Leathered granite can be both smooth and rough, depending on the type of finish applied. Leathered granite typically has a textured finish, which can range in levels of roughness. Some types of leathered granite may have a more polished finish, making them smooth to the touch.
The amount of brushing, honing, and polishing applied to the granite will ultimately determine how smooth or rough the finished surface is. Generally, the more brushing and buffing that is applied to the stone, the smoother it will be.
What is better leathered or polished granite?
Whether polished or leathered granite is better really depends on your preference, lifestyle, and the specific application. Both offer unique visuals, functional qualities, and maintenance needs.
Polished granite has a glossy, glass-like finish, which is created by grinding the surface down with diamond-tipped polishers. It is resistant to scratches and very easy to keep clean. It is ideal for kitchen, bathroom, and floor areas, where the sleek look and higher level of maintenance are desirable.
Leathered granite has somewhat of a textured finish and a dull matte sheen, which is created by brushing the surface with steel wool. It is more resistant to scratches and marks but is not as easy to clean and maintain.
It is often used in areas that are subject to high traffic, such as restaurants, lobbies, and store entrances.
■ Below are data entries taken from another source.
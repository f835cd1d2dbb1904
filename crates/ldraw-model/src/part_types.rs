// This Source Code Form is subject to the terms of the Mozilla Public
// License, v. 2.0. If a copy of the MPL was not distributed with this
// file, You can obtain one at https://mozilla.org/MPL/2.0/.

//! The part type arena
//!
//! All part types of a load graph live in one [`PartTypeMap`] keyed by their
//! lowercase ID. Placements refer to part types by ID only, so redirects,
//! purges and replacements rewrite map entries without touching any other
//! part type. A slot is either in flight (fetch requested, content pending)
//! or loaded.

use crate::{LoadError, PartType, PartTypeLookup, Result};
use rustc_hash::{FxHashMap, FxHashSet};

/// State of one entry in the map
#[derive(Debug, Clone)]
pub enum PartSlot {
    /// Requested but not yet parsed
    InFlight,
    Loaded(Box<PartType>),
}

/// Arena of part types keyed by lowercase ID
#[derive(Debug, Clone, Default)]
pub struct PartTypeMap {
    slots: FxHashMap<String, PartSlot>,
    /// Insertion order, for deterministic iteration
    order: Vec<String>,
    main_model: Option<String>,
}

impl PartTypeMap {
    pub fn new() -> Self {
        Self::default()
    }

    fn touch(&mut self, id: &str) {
        if !self.slots.contains_key(id) {
            self.order.push(id.to_string());
        }
    }

    /// Insert a loaded part type, returning the one it replaces
    pub fn insert(&mut self, pt: PartType) -> Option<PartType> {
        let id = pt.id.clone();
        self.touch(&id);
        match self.slots.insert(id, PartSlot::Loaded(Box::new(pt))) {
            Some(PartSlot::Loaded(old)) => Some(*old),
            _ => None,
        }
    }

    /// Mark `id` as requested. Returns false if it is already known.
    pub fn mark_in_flight(&mut self, id: &str) -> bool {
        if self.slots.contains_key(id) {
            return false;
        }
        self.touch(id);
        self.slots.insert(id.to_string(), PartSlot::InFlight);
        true
    }

    /// Whether `id` is loaded or in flight
    pub fn contains(&self, id: &str) -> bool {
        self.slots.contains_key(id)
    }

    pub fn is_in_flight(&self, id: &str) -> bool {
        matches!(self.slots.get(id), Some(PartSlot::InFlight))
    }

    pub fn is_loaded(&self, id: &str) -> bool {
        matches!(self.slots.get(id), Some(PartSlot::Loaded(_)))
    }

    /// Key a lookup of `id` resolves to
    ///
    /// Some editors omit the `.ldr` suffix when referencing sub-models, so
    /// `id.ldr` is tried when `id` itself is unknown.
    fn resolve_key(&self, id: &str) -> Option<String> {
        if self.slots.contains_key(id) {
            return Some(id.to_string());
        }
        if !id.ends_with(".ldr") {
            let with_suffix = format!("{}.ldr", id);
            if self.slots.contains_key(&with_suffix) {
                return Some(with_suffix);
            }
        }
        None
    }

    /// Loaded part type for `id`, with the `.ldr` fallback
    pub fn get(&self, id: &str) -> Option<&PartType> {
        let key = self.resolve_key(id)?;
        match self.slots.get(&key) {
            Some(PartSlot::Loaded(pt)) => Some(pt.as_ref()),
            _ => None,
        }
    }

    pub fn get_mut(&mut self, id: &str) -> Option<&mut PartType> {
        let key = self.resolve_key(id)?;
        match self.slots.get_mut(&key) {
            Some(PartSlot::Loaded(pt)) => Some(pt.as_mut()),
            _ => None,
        }
    }

    /// Remove an entry of any state
    pub fn remove(&mut self, id: &str) -> Option<PartType> {
        let slot = self.slots.remove(id)?;
        self.order.retain(|k| k != id);
        match slot {
            PartSlot::Loaded(pt) => Some(*pt),
            PartSlot::InFlight => None,
        }
    }

    /// Move a part type out of the map, leaving its slot in flight
    ///
    /// Used to mutate one part type while reading the others. Must be
    /// followed by [`PartTypeMap::restore`].
    pub fn take(&mut self, id: &str) -> Option<PartType> {
        if !self.is_loaded(id) {
            return None;
        }
        match self.slots.insert(id.to_string(), PartSlot::InFlight) {
            Some(PartSlot::Loaded(pt)) => Some(*pt),
            _ => None,
        }
    }

    pub fn restore(&mut self, pt: PartType) {
        self.insert(pt);
    }

    /// IDs of loaded part types in insertion order
    pub fn ids(&self) -> Vec<String> {
        self.order
            .iter()
            .filter(|id| self.is_loaded(id))
            .cloned()
            .collect()
    }

    /// IDs still waiting for content
    pub fn in_flight_ids(&self) -> Vec<String> {
        self.order
            .iter()
            .filter(|id| self.is_in_flight(id))
            .cloned()
            .collect()
    }

    /// Loaded part types in insertion order
    pub fn iter(&self) -> impl Iterator<Item = &PartType> {
        self.order.iter().filter_map(|id| match self.slots.get(id) {
            Some(PartSlot::Loaded(pt)) => Some(pt.as_ref()),
            _ => None,
        })
    }

    /// Number of loaded part types
    pub fn len(&self) -> usize {
        self.iter().count()
    }

    pub fn is_empty(&self) -> bool {
        self.len() == 0
    }

    /// Drop all in-flight sentinels
    pub fn remove_in_flight(&mut self) -> Vec<String> {
        let ids = self.in_flight_ids();
        for id in &ids {
            self.remove(id);
        }
        ids
    }

    pub fn main_model_id(&self) -> Option<&str> {
        self.main_model.as_deref()
    }

    pub fn set_main_model(&mut self, id: impl Into<String>) {
        self.main_model = Some(id.into());
    }

    /// The main model
    pub fn main_model(&self) -> Result<&PartType> {
        let id = self.main_model.as_deref().ok_or(LoadError::NoMainModel)?;
        self.get(id).ok_or_else(|| LoadError::part_not_loaded(id))
    }

    /// Run `f` on a part type taken out of the map, with the rest of the map
    /// available for lookups
    fn with_taken<F>(&mut self, id: &str, f: F)
    where
        F: FnOnce(&mut PartType, &PartTypeMap),
    {
        if let Some(mut pt) = self.take(id) {
            f(&mut pt, self);
            self.restore(pt);
        }
    }

    /// Classify every part type that has not been cleaned up yet
    ///
    /// Trailing empty steps are dropped first, since they would make a
    /// single-step part look like a model.
    pub fn compute_is_part_all(&mut self) {
        let ids: Vec<String> = self.iter().filter(|pt| !pt.cleaned).map(|pt| pt.id.clone()).collect();
        for id in &ids {
            if let Some(pt) = self.get_mut(id) {
                pt.drop_trailing_empty_steps();
            }
        }
        let mut decisions = Vec::with_capacity(ids.len());
        for id in &ids {
            if let Some(pt) = self.get(id) {
                decisions.push((id.clone(), pt.compute_is_part(&*self)));
            }
        }
        for (id, is_part) in decisions {
            if let Some(pt) = self.get_mut(&id) {
                pt.is_part = is_part;
            }
        }
    }

    /// Clean up every part type and purge those left without steps
    ///
    /// Returns the purged IDs.
    pub fn clean_up_all(&mut self) -> Result<Vec<String>> {
        let ids: Vec<String> = self.iter().filter(|pt| !pt.cleaned).map(|pt| pt.id.clone()).collect();
        for id in &ids {
            self.with_taken(id, |pt, map| pt.clean_up(map));
        }

        let empty: Vec<String> = ids
            .into_iter()
            .filter(|id| id != "empty.dat" && self.get(id).is_some_and(|pt| pt.steps.is_empty()))
            .collect();
        let mut purged = Vec::new();
        let mut result = Ok(());
        for id in empty {
            match self.purge_part(&id) {
                Ok(ids) => purged.extend(ids),
                Err(err) => result = Err(err),
            }
        }
        result.map(|_| purged)
    }

    /// Remove `id` and every placement of it, recursively removing part
    /// types that become empty
    ///
    /// All removals are carried out even when the main model ends up empty,
    /// in which case [`LoadError::EmptyMainModel`] is returned.
    pub fn purge_part(&mut self, id: &str) -> Result<Vec<String>> {
        let mut purged: FxHashSet<String> = FxHashSet::default();
        let mut order = Vec::new();
        let mut to_purge = vec![id.to_string()];
        let mut emptied_main = None;

        while let Some(id) = to_purge.pop() {
            if !purged.insert(id.clone()) {
                continue;
            }
            self.remove(&id);
            if self.main_model.as_deref() == Some(id.as_str()) {
                self.main_model = None;
            }
            order.push(id.clone());

            for pt_id in self.ids() {
                let Some(pt) = self.get_mut(&pt_id) else {
                    continue;
                };
                pt.purge_part(&id);
                if pt.steps.is_empty() {
                    if self.main_model.as_deref() == Some(pt_id.as_str()) {
                        emptied_main = Some(pt_id);
                    } else if !purged.contains(&pt_id) {
                        to_purge.push(pt_id);
                    }
                }
            }
        }

        match emptied_main {
            Some(main) => {
                log::error!("The main model is empty after removal of empty parts!");
                Err(LoadError::EmptyMainModel(main))
            }
            None => Ok(order),
        }
    }

    /// Point placements of redirect part types at their replacements
    pub fn substitute_replacement_parts(&mut self) {
        let replacements: FxHashMap<String, String> = self
            .iter()
            .filter_map(|pt| pt.replacement.clone().map(|r| (pt.id.clone(), r)))
            .collect();
        if replacements.is_empty() {
            return;
        }
        for id in self.ids() {
            let Some(pt) = self.get_mut(&id) else {
                continue;
            };
            for step in pt.steps.iter_mut() {
                for sm in step.sub_models.iter_mut() {
                    if let Some(r) = replacements.get(&sm.id) {
                        sm.id = r.clone();
                    }
                }
            }
        }
    }

    /// Record, on every part, which part types place it
    pub fn set_referenced_from(&mut self) {
        let mut edges: Vec<(String, String)> = Vec::new();
        for parent in self.iter() {
            for step in &parent.steps {
                for sm in &step.sub_models {
                    if let Some(child) = self.get(&sm.id) {
                        if child.is_part {
                            edges.push((child.id.clone(), parent.id.clone()));
                        }
                    }
                }
            }
        }
        for (child, parent) in edges {
            if let Some(pt) = self.get_mut(&child) {
                pt.referenced_from.insert(parent);
            }
        }
    }

    /// Release the steps of parts whose referencing part types have all been
    /// built, returning the IDs of the released parts
    pub fn reclaim_built_parts(&mut self, is_built: &dyn Fn(&str) -> bool) -> Vec<String> {
        let ready: Vec<String> = self
            .iter()
            .filter(|pt| {
                pt.is_part
                    && !pt.steps_released
                    && !pt.referenced_from.is_empty()
                    && pt.referenced_from.iter().all(|parent| is_built(parent))
            })
            .map(|pt| pt.id.clone())
            .collect();
        for id in &ready {
            if let Some(pt) = self.get_mut(id) {
                pt.steps.clear();
                pt.steps_released = true;
            }
        }
        ready
    }
}

impl PartTypeLookup for PartTypeMap {
    fn part_type(&self, id: &str) -> Option<&PartType> {
        self.get(id)
    }
}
The softer matte finish is more desirable for those looking for a less formal look.
In the end, the choice between leathered or polished granite ultimately depends on personal preference and the specific application.
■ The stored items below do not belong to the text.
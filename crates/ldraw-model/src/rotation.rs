// This Source Code Form is subject to the terms of the Mozilla Public
// License, v. 2.0. If a copy of the MPL was not distributed with this
// file, You can obtain one at https://mozilla.org/MPL/2.0/.

//! Step rotations (`0 ROTSTEP x y z TYPE`)

use crate::serialize::convert_float;
use crate::{LoadError, Mat3, Result, Vec3};
use serde::{Deserialize, Serialize};
use std::fmt;

/// How a ROTSTEP rotation combines with the default view
#[derive(Debug, Clone, Copy, PartialEq, Eq, Hash, Serialize, Deserialize)]
pub enum RotationType {
    /// Relative to the default view
    Rel,
    /// Absolute, relative to the standard LDraw view direction
    Abs,
    /// Added to the previous rotation
    Add,
}

impl RotationType {
    /// Parse a type keyword (case-insensitive)
    pub fn parse(s: &str) -> Option<Self> {
        match s.to_ascii_uppercase().as_str() {
            "REL" => Some(RotationType::Rel),
            "ABS" => Some(RotationType::Abs),
            "ADD" => Some(RotationType::Add),
            _ => None,
        }
    }

    pub fn as_str(&self) -> &'static str {
        match self {
            RotationType::Rel => "REL",
            RotationType::Abs => "ABS",
            RotationType::Add => "ADD",
        }
    }
}

impl fmt::Display for RotationType {
    fn fmt(&self, f: &mut fmt::Formatter<'_>) -> fmt::Result {
        f.write_str(self.as_str())
    }
}

/// Rotation directive of a step, in degrees
#[derive(Debug, Clone, Copy, PartialEq, Serialize, Deserialize)]
pub struct StepRotation {
    pub x: f64,
    pub y: f64,
    pub z: f64,
    pub kind: RotationType,
}

impl StepRotation {
    pub fn new(x: f64, y: f64, z: f64, kind: RotationType) -> Self {
        Self { x, y, z, kind }
    }

    /// `REL 0 0 0`, which is the same as no rotation
    pub fn is_default(&self) -> bool {
        self.kind == RotationType::Rel && self.x == 0.0 && self.y == 0.0 && self.z == 0.0
    }

    /// Compare two optional rotations, treating `None` like `REL 0 0 0`
    pub fn equals(a: Option<&StepRotation>, b: Option<&StepRotation>) -> bool {
        match (a, b) {
            (None, None) => true,
            (Some(a), None) | (None, Some(a)) => a.is_default(),
            (Some(a), Some(b)) => a == b,
        }
    }

    pub fn to_ldr(&self) -> String {
        format!(
            "0 ROTSTEP {} {} {} {}\r\n",
            convert_float(self.x),
            convert_float(self.y),
            convert_float(self.z),
            self.kind
        )
    }

    /// Rotation matrix for this step
    ///
    /// `REL` rotations are applied on top of `default_matrix`, `ABS` rotations
    /// on top of the standard view. `ADD` must have been normalized away when
    /// the step was added to its part type and is rejected here.
    pub fn rotation_matrix(&self, default_matrix: &Mat3) -> Result<Mat3> {
        let wx = self.x.to_radians();
        let wy = -self.y.to_radians();
        let wz = -self.z.to_radians();

        let (s1, c1) = wx.sin_cos();
        let (s2, c2) = wy.sin_cos();
        let (s3, c3) = wz.sin_cos();

        #[rustfmt::skip]
        let rotation = Mat3::new(
            c2 * c3,                 -c2 * s3,                 s2,
            c1 * s3 + s1 * s2 * c3,  c1 * c3 - s1 * s2 * s3,  -s1 * c2,
            s1 * s3 - c1 * s2 * c3,  s1 * c3 + c1 * s2 * s3,  c1 * c2,
        );

        match self.kind {
            RotationType::Rel => Ok(default_matrix * rotation),
            RotationType::Abs => Ok(abs_view_matrix() * rotation),
            RotationType::Add => Err(LoadError::UnsupportedRotation("ADD".to_string())),
        }
    }
}

/// Orientation of an observer at (-10000, -7000, -10000) looking at the origin
pub fn abs_view_matrix() -> Mat3 {
    let z = Vec3::new(10000.0, 7000.0, 10000.0).normalize();
    let x = Vec3::y().cross(&z).normalize();
    let y = z.cross(&x);
    Mat3::from_columns(&[x, y, z])
}

#[cfg(test)]
mod tests {
    use super::*;
    use approx::assert_relative_eq;

    #[test]
    fn test_equals_treats_default_as_none() {
        let rel0 = StepRotation::new(0.0, 0.0, 0.0, RotationType::Rel);
        let abs0 = StepRotation::new(0.0, 0.0, 0.0, RotationType::Abs);
        assert!(StepRotation::equals(None, None));
        assert!(StepRotation::equals(Some(&rel0), None));
        assert!(StepRotation::equals(None, Some(&rel0)));
        assert!(!StepRotation::equals(Some(&abs0), None));
        assert!(!StepRotation::equals(Some(&abs0), Some(&rel0)));
    }

    #[test]
    fn test_rel_zero_is_default_matrix() {
        let rotation = StepRotation::new(0.0, 0.0, 0.0, RotationType::Rel);
        let default = Mat3::new(0.0, 0.0, 1.0, 0.0, 1.0, 0.0, -1.0, 0.0, 0.0);
        let m = rotation.rotation_matrix(&default).unwrap();
        assert_relative_eq!(m, default, epsilon = 1e-12);
    }

    #[test]
    fn test_rotation_about_x() {
        let rotation = StepRotation::new(90.0, 0.0, 0.0, RotationType::Rel);
        let m = rotation.rotation_matrix(&Mat3::identity()).unwrap();
        let expected = Mat3::new(1.0, 0.0, 0.0, 0.0, 0.0, -1.0, 0.0, 1.0, 0.0);
        assert_relative_eq!(m, expected, epsilon = 1e-12);
    }

    #[test]
    fn test_add_is_rejected() {
        let rotation = StepRotation::new(10.0, 0.0, 0.0, RotationType::Add);
        assert!(matches!(
            rotation.rotation_matrix(&Mat3::identity()),
            Err(LoadError::UnsupportedRotation(_))
        ));
    }

    #[test]
    fn test_abs_view_matrix_is_rotation() {
        let m = abs_view_matrix();
        assert_relative_eq!(m.determinant(), 1.0, epsilon = 1e-12);
        assert_relative_eq!(m * m.transpose(), Mat3::identity(), epsilon = 1e-12);
        // The third column points from the observer to the origin.
        let dir = Vec3::new(10000.0, 7000.0, 10000.0).normalize();
        assert_relative_eq!(m.column(2).into_owned(), dir, epsilon = 1e-12);
    }

    #[test]
    fn test_to_ldr() {
        let rotation = StepRotation::new(-30.0, 45.5, 0.0, RotationType::Abs);
        assert_eq!(rotation.to_ldr(), "0 ROTSTEP -30 45.5 0 ABS\r\n");
        assert_eq!(RotationType::parse("rel"), Some(RotationType::Rel));
        assert_eq!(RotationType::parse("END"), None);
    }
}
Is it hard to clean leathered granite?
Cleaning leathered granite can be both easy and difficult, depending on the finish and the specific cleaning product you choose to use. Generally, leathered granite is easier to clean and maintain than other types of stone because it’s more porous, so it resists oil and water-based stains and requires less overall effort in cleaning.
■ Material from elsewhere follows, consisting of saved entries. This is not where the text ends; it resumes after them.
// This Source Code Form is subject to the terms of the Mozilla Public
// License, v. 2.0. If a copy of the MPL was not distributed with this
// file, You can obtain one at https://mozilla.org/MPL/2.0/.

//! Sub-model placements (line type 1)

use crate::serialize::{matrix_to_ldr, vector_to_ldr};
use crate::{color_to_ldr, edge_color_of, ColorId, Mat3, TexmapId, Vec3, EDGE_COLOR, MAIN_COLOR};
use serde::{Deserialize, Serialize};

/// A placed reference to another part type
///
/// The referenced part type is identified by its lowercase ID only, so the
/// loader can replace or purge part types without invalidating placements.
#[derive(Debug, Clone, PartialEq, Serialize, Deserialize)]
pub struct SubModelPlacement {
    pub color: ColorId,
    pub position: Vec3,
    pub rotation: Mat3,
    pub id: String,
    pub cull: bool,
    pub invert_ccw: bool,
    pub texmap: Option<TexmapId>,
    /// Comment lines that followed the placement in the source file
    pub comment_lines: Vec<String>,
}

impl SubModelPlacement {
    pub fn new(
        color: ColorId,
        position: Vec3,
        rotation: Mat3,
        id: impl Into<String>,
        cull: bool,
        invert_ccw: bool,
    ) -> Self {
        Self {
            color,
            position,
            rotation,
            id: id.into().to_lowercase(),
            cull,
            invert_ccw,
            texmap: None,
            comment_lines: Vec::new(),
        }
    }

    /// Placement of `id` at the origin with identity rotation
    pub fn at_origin(color: ColorId, id: impl Into<String>) -> Self {
        Self::new(color, Vec3::zeros(), Mat3::identity(), id, true, false)
    }

    /// Color of this placement once placed inside a parent of `parent_color`
    pub fn placed_color(&self, parent_color: ColorId) -> ColorId {
        match self.color {
            MAIN_COLOR => parent_color,
            EDGE_COLOR if parent_color == MAIN_COLOR => EDGE_COLOR,
            EDGE_COLOR => parent_color,
            c => c,
        }
    }

    /// Compose this placement with its parent's placement
    ///
    /// Winding inversion composes as XOR: a placement is inverted when
    /// exactly one of the two is.
    pub fn place_at(&self, parent: &SubModelPlacement) -> SubModelPlacement {
        SubModelPlacement {
            color: self.placed_color(parent.color),
            position: parent.rotation * self.position + parent.position,
            rotation: parent.rotation * self.rotation,
            id: self.id.clone(),
            cull: self.cull,
            invert_ccw: self.invert_ccw != parent.invert_ccw,
            texmap: self.texmap,
            comment_lines: self.comment_lines.clone(),
        }
    }

    /// Copy with contextual colors replaced: 16 by `color`, 24 by its edge
    pub fn clone_colored(&self, color: ColorId) -> SubModelPlacement {
        let mut ret = self.clone();
        ret.color = match self.color {
            MAIN_COLOR => color,
            EDGE_COLOR => edge_color_of(color),
            c => c,
        };
        ret
    }

    /// Main color 16 at the origin without rotation
    pub fn is_identity_at_origin(&self) -> bool {
        self.color == MAIN_COLOR && self.position == Vec3::zeros() && self.rotation == Mat3::identity()
    }

    /// `1 c x y z a b c d e f g h i id`, followed by any comment lines
    pub fn to_ldr(&self, id: &str) -> String {
        let mut ret = format!(
            "1 {} {} {} {}\r\n",
            color_to_ldr(self.color),
            vector_to_ldr(&self.position),
            matrix_to_ldr(&self.rotation),
            id
        );
        for line in &self.comment_lines {
            ret.push_str("0 ");
            ret.push_str(line);
            ret.push_str("\r\n");
        }
        ret
    }
}

#[cfg(test)]
mod tests {
    use super::*;
    use approx::assert_relative_eq;

    fn rot_y(deg: f64) -> Mat3 {
        let (s, c) = deg.to_radians().sin_cos();
        Mat3::new(c, 0.0, s, 0.0, 1.0, 0.0, -s, 0.0, c)
    }

    fn placement(color: ColorId, p: (f64, f64, f64), r: Mat3) -> SubModelPlacement {
        SubModelPlacement::new(color, Vec3::new(p.0, p.1, p.2), r, "x.dat", true, false)
    }

    #[test]
    fn test_place_at_composes() {
        let parent = placement(4, (10.0, 0.0, 0.0), rot_y(90.0));
        let child = placement(16, (0.0, -8.0, 20.0), Mat3::identity());
        let placed = child.place_at(&parent);

        assert_eq!(placed.color, 4);
        assert_relative_eq!(placed.position, Vec3::new(30.0, -8.0, 0.0), epsilon = 1e-9);
        assert_relative_eq!(placed.rotation, rot_y(90.0), epsilon = 1e-12);
    }

    #[test]
    fn test_place_at_associative() {
        let a = placement(1, (5.0, -3.0, 2.0), rot_y(30.0));
        let b = placement(16, (-7.0, 11.0, 0.5), rot_y(-45.0) * Mat3::new(1.0, 0.0, 0.0, 0.0, -1.0, 0.0, 0.0, 0.0, 1.0));
        let c = placement(24, (1.0, 2.0, 3.0), rot_y(120.0));

        let left = c.place_at(&b.place_at(&a));
        let right = c.place_at(&b).place_at(&a);
        assert_relative_eq!(left.position, right.position, epsilon = 1e-9);
        assert_relative_eq!(left.rotation, right.rotation, epsilon = 1e-12);
    }

    #[test]
    fn test_place_at_inversion_is_xor() {
        let plain = placement(4, (0.0, 0.0, 0.0), Mat3::identity());
        let mut inverted = plain.clone();
        inverted.invert_ccw = true;

        assert!(!plain.place_at(&plain).invert_ccw);
        assert!(inverted.place_at(&plain).invert_ccw);
        assert!(plain.place_at(&inverted).invert_ccw);
        assert!(!inverted.place_at(&inverted).invert_ccw);
        // Associative through a chain of three
        let left = inverted.place_at(&inverted.place_at(&inverted));
        let right = inverted.place_at(&inverted).place_at(&inverted);
        assert_eq!(left.invert_ccw, right.invert_ccw);
    }

    #[test]
    fn test_placed_color() {
        let edge = placement(EDGE_COLOR, (0.0, 0.0, 0.0), Mat3::identity());
        assert_eq!(edge.placed_color(MAIN_COLOR), EDGE_COLOR);
        assert_eq!(edge.placed_color(4), 4);
        let fixed = placement(2, (0.0, 0.0, 0.0), Mat3::identity());
        assert_eq!(fixed.placed_color(4), 2);
    }

    #[test]
    fn test_clone_colored() {
        let main = placement(MAIN_COLOR, (0.0, 0.0, 0.0), Mat3::identity());
        assert_eq!(main.clone_colored(4).color, 4);
        let edge = placement(EDGE_COLOR, (0.0, 0.0, 0.0), Mat3::identity());
        assert_eq!(edge.clone_colored(4).color, -5);
    }

    #[test]
    fn test_identity_and_to_ldr() {
        let mut p = SubModelPlacement::at_origin(MAIN_COLOR, "3001.DAT");
        assert_eq!(p.id, "3001.dat");
        assert!(p.is_identity_at_origin());
        p.comment_lines.push("// hinge".to_string());
        assert_eq!(
            p.to_ldr("3001.dat"),
            "1 16 0 0 0 1 0 0 0 1 0 0 0 1 3001.dat\r\n0 // hinge\r\n"
        );
        p.position.y = -8.0;
        assert!(!p.is_identity_at_origin());
    }
}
When cleaning leathered granite, it’s important to use a soft microfiber cloth, as anything too abrasive could damage the finish. If you’re dealing with dirt, dust, or light mildew, a simple warm water and mild, pH-neutral soap will do the trick.
For heavily soiled surfaces or tough stains, a specialty stone cleaner designed for black and dark-colored natural stone is best. Be sure to avoid harsh cleaners and solvents, and always read and follow the instructions on your cleaning products.
Why is leathered granite more expensive?
Leathered granite is more expensive because of the special process involved in creating the unique texture. It is a more labor-intensive process compared to other types of countertops, since it requires grinding and brushing the granite surface with a stiff-bristle brush or a diamond pad to achieve the desired texture.
This process needs to be done very carefully, so extra care is taken which is reflected in the cost. If the initial process is not done correctly, it may result in an uneven finish or damage to the stone, requiring extra effort and material to fix.
Additionally, the finish of leathered granite is also more expensive to maintain since it tends to require more frequent cleaning, sealing and polishing in order to keep its attractive appearance and to maximize its lifespan.
Can you put hot pans on leathered granite?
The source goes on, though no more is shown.